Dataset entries
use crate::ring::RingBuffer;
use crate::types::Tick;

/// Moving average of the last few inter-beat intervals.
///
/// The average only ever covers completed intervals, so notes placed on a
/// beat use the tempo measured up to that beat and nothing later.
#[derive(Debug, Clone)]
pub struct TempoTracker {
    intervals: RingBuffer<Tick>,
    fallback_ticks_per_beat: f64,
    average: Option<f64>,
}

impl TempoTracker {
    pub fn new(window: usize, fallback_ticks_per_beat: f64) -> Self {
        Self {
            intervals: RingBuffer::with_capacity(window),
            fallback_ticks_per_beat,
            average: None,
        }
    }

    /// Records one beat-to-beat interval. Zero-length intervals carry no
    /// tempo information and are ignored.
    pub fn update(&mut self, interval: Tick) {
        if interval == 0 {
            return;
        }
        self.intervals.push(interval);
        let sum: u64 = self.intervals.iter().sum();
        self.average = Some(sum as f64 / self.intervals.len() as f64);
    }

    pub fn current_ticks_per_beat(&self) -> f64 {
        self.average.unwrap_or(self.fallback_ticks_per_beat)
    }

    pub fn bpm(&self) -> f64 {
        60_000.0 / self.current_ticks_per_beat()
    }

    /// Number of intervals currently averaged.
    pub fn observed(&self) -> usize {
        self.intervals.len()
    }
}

• Instructions for the task: Each line from the one containing "60_000.0 / self.current_ticks_per_beat()" to the end of the records should be echoed exactly, and no other line.

• Task response:
        60_000.0 / self.current_ticks_per_beat()
    }

    /// Number of intervals currently averaged.
    pub fn observed(&self) -> usize {
        self.intervals.len()
    }
}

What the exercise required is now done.